The Los Angeles LGBT Center bills itself as providing services for more LGBT people than any other organization in the world.
O'Connell is the creator and star of the Netflix comedy “Special,” about a gay man with mild cerebral palsy who decides to rewrite his identity and finally go after the life he wants. The series is based on his memoir, “I'm Special: And Other Lies We Tell Ourselves.”
The grand marshals are chosen by the board of directors of Christopher Street West, the nonprofit organization which produces the parade and festival, based on a number of factors, including their lifetime accomplishments and service to the LGBTQ+ community.
Los Angeles Mayor Eric Garcetti walked in the parade alongside Los Angeles Police Department Chief Michel Moore and Los Angeles Fire Department Chief Ralph Terrazas.

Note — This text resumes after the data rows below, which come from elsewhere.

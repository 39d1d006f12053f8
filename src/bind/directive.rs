//! `:name` directives - one compiled expression driving one DOM mutation.

use crate::config::BindConfig;
use crate::dom::{Document, NodeId};
use crate::error::BindError;
use crate::expr::{Expression, Scope};
use crate::types::Value;

use super::class_list;
use super::model::ModelKind;

/// Attributes set present/absent rather than to a string.
pub const BOOLEAN_ATTRIBUTES: &[&str] = &[
    "allowfullscreen",
    "async",
    "autofocus",
    "autoplay",
    "checked",
    "controls",
    "default",
    "defer",
    "disabled",
    "formnovalidate",
    "hidden",
    "ismap",
    "itemscope",
    "loop",
    "multiple",
    "muted",
    "nomodule",
    "novalidate",
    "open",
    "playsinline",
    "readonly",
    "required",
    "reversed",
    "selected",
];

/// What a directive does with its value.
#[derive(Debug, Clone, PartialEq)]
pub enum DirectiveKind {
    Text,
    /// Raw markup, parsed into child nodes.
    Html,
    Value,
    /// `display` restores to the inline value seen at bind time.
    Show { display: String },
    /// `base` is the class list seen at bind time.
    Class { base: Vec<String> },
    /// `key` is the state key written back by the control.
    Model { kind: ModelKind, key: String },
    BooleanAttribute(String),
    Attribute(String),
}

impl DirectiveKind {
    fn resolve(doc: &Document, node: NodeId, name: &str, expression: &Expression) -> Result<Self, BindError> {
        let kind = match name {
            "text" => DirectiveKind::Text,
            "html" => DirectiveKind::Html,
            "value" => DirectiveKind::Value,
            "show" => DirectiveKind::Show {
                display: doc.display(node),
            },
            "class" => DirectiveKind::Class {
                base: doc.class_list(node),
            },
            "model" => {
                let key = expression
                    .as_identifier()
                    .ok_or_else(|| BindError::ModelTarget(expression.source().to_string()))?;
                DirectiveKind::Model {
                    kind: ModelKind::classify(doc, node),
                    key: key.to_string(),
                }
            }
            other if BOOLEAN_ATTRIBUTES.contains(&other) => DirectiveKind::BooleanAttribute(other.to_string()),
            other => DirectiveKind::Attribute(other.to_string()),
        };
        Ok(kind)
    }
}

/// A compiled directive bound to one node.
#[derive(Debug, Clone)]
pub struct Directive {
    node: NodeId,
    kind: DirectiveKind,
    expression: Expression,
}

impl Directive {
    /// Compile `source` for `:name` on `node`.
    ///
    /// Captures whatever the directive needs to restore later (inline
    /// display, pre-bind classes) from the node as it is now.
    pub fn bind(doc: &Document, node: NodeId, name: &str, source: &str) -> Result<Self, BindError> {
        let expression = Expression::compile(source).map_err(|error| BindError::Compile {
            source_text: source.to_string(),
            error,
        })?;
        let kind = DirectiveKind::resolve(doc, node, name, &expression)?;
        Ok(Self { node, kind, expression })
    }

    pub fn node(&self) -> NodeId {
        self.node
    }

    pub fn kind(&self) -> &DirectiveKind {
        &self.kind
    }

    pub fn source(&self) -> &str {
        self.expression.source()
    }

    /// Evaluate against `scope` and write the result into the node.
    ///
    /// An evaluation failure is logged and leaves the node untouched.
    pub fn apply(&self, doc: &Document, scope: &dyn Scope, config: &BindConfig) {
        let value = match self.expression.evaluate(scope) {
            Ok(value) => value,
            Err(error) => {
                tracing::warn!(
                    source = self.expression.source(),
                    directive = ?self.kind,
                    %error,
                    "directive evaluation failed"
                );
                return;
            }
        };
        tracing::trace!(node = ?self.node, directive = ?self.kind, %value, "apply");
        self.write(doc, &value, config);
    }

    fn write(&self, doc: &Document, value: &Value, config: &BindConfig) {
        let node = self.node;
        match &self.kind {
            DirectiveKind::Text => doc.set_text_content(node, &text_of(value)),
            DirectiveKind::Html => doc.set_inner_html(node, &text_of(value)),
            DirectiveKind::Value => doc.set_value(node, &text_of(value)),
            DirectiveKind::Show { display } => {
                let display = if value.is_truthy() { display.as_str() } else { config.hidden_display.as_str() };
                doc.set_display(node, display);
            }
            DirectiveKind::Class { base } => {
                let classes = class_list::combine(base, value);
                if classes.is_empty() && !doc.has_attribute(node, "class") {
                    return;
                }
                doc.set_class_name(node, &classes.join(" "));
            }
            DirectiveKind::Model { kind, .. } => kind.apply(doc, node, value),
            DirectiveKind::BooleanAttribute(name) => {
                if value.is_truthy() {
                    doc.set_attribute(node, name, "");
                } else {
                    doc.remove_attribute(node, name);
                }
            }
            DirectiveKind::Attribute(name) => doc.set_attribute(node, name, &value.to_string()),
        }
    }
}

/// String form for text-like sinks; nullish becomes empty.
fn text_of(value: &Value) -> String {
    if value.is_nullish() {
        String::new()
    } else {
        value.to_string()
    }
}

#[cfg(test)]
mod tests {
    use super::*;
    use crate::expr::ValueScope;

    fn element(doc: &Document, html: &str) -> NodeId {
        doc.append_html(doc.body(), html)[0]
    }

    fn scope() -> ValueScope {
        ValueScope::new(Value::from_pairs([
            ("count", Value::from(3)),
            ("open", Value::from(false)),
            ("label", Value::from("<b>hi</b>")),
            ("missing", Value::Null),
        ]))
    }

    fn run(doc: &Document, node: NodeId, name: &str, source: &str) -> Directive {
        let directive = Directive::bind(doc, node, name, source).unwrap();
        directive.apply(doc, &scope(), &BindConfig::default());
        directive
    }

    #[test]
    fn test_text_and_html() {
        let doc = Document::new();
        let p = element(&doc, "<p>old</p>");
        run(&doc, p, "text", "count + 1");
        assert_eq!(doc.text_content(p), "4");
        run(&doc, p, "text", "label");
        assert_eq!(doc.inner_html(p), "&lt;b&gt;hi&lt;/b&gt;");
        run(&doc, p, "html", "label");
        assert_eq!(doc.inner_html(p), "<b>hi</b>");
        run(&doc, p, "text", "missing");
        assert_eq!(doc.text_content(p), "");
    }

    #[test]
    fn test_show_restores_original_display() {
        let doc = Document::new();
        let div = element(&doc, r#"<div style="display: flex"></div>"#);
        let directive = run(&doc, div, "show", "open");
        assert_eq!(doc.display(div), "none");
        directive.apply(&doc, &ValueScope::new(Value::from_pairs([("open", true)])), &BindConfig::default());
        assert_eq!(doc.display(div), "flex");
    }

    #[test]
    fn test_boolean_and_plain_attributes() {
        let doc = Document::new();
        let button = element(&doc, "<button disabled></button>");
        run(&doc, button, "disabled", "open");
        assert!(!doc.has_attribute(button, "disabled"));
        run(&doc, button, "hidden", "count > 1");
        assert_eq!(doc.get_attribute(button, "hidden").as_deref(), Some(""));
        run(&doc, button, "aria-label", "'Count ' + count");
        assert_eq!(doc.get_attribute(button, "aria-label").as_deref(), Some("Count 3"));
    }

    #[test]
    fn test_class_merges_with_base() {
        let doc = Document::new();
        let div = element(&doc, r#"<div class="foo bar"></div>"#);
        run(&doc, div, "class", "{active: count > 0, hidden: open}");
        assert_eq!(doc.class_name(div), "foo bar active");
    }

    #[test]
    fn test_failed_evaluation_leaves_node() {
        let doc = Document::new();
        let p = element(&doc, "<p>keep</p>");
        run(&doc, p, "text", "nope.deeper");
        assert_eq!(doc.text_content(p), "keep");
    }

    #[test]
    fn test_bind_errors() {
        let doc = Document::new();
        let input = element(&doc, "<input>");
        assert!(matches!(
            Directive::bind(&doc, input, "text", "count +"),
            Err(BindError::Compile { .. })
        ));
        assert!(matches!(
            Directive::bind(&doc, input, "model", "a.b"),
            Err(BindError::ModelTarget(_))
        ));
    }
}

Rep. Adam Schiff, D-Burbank, Los Angeles County Supervisor Sheila Kuehl, Los Angeles City Attorney Mike Feuer and Assemblyman Miguel Santiago, D- Los Angeles, also participated in the parade.
The Los Angeles Kings, Los Angeles Galaxy and AEG, the parent company of the Kings and Galaxy, had a co-branded float, featuring a variety of Kings personalities, including team mascot Bailey.
The attendance figure was not available.
The parade was first held in 1970 in Hollywood, where it was held until 1979 when it moved to West Hollywood.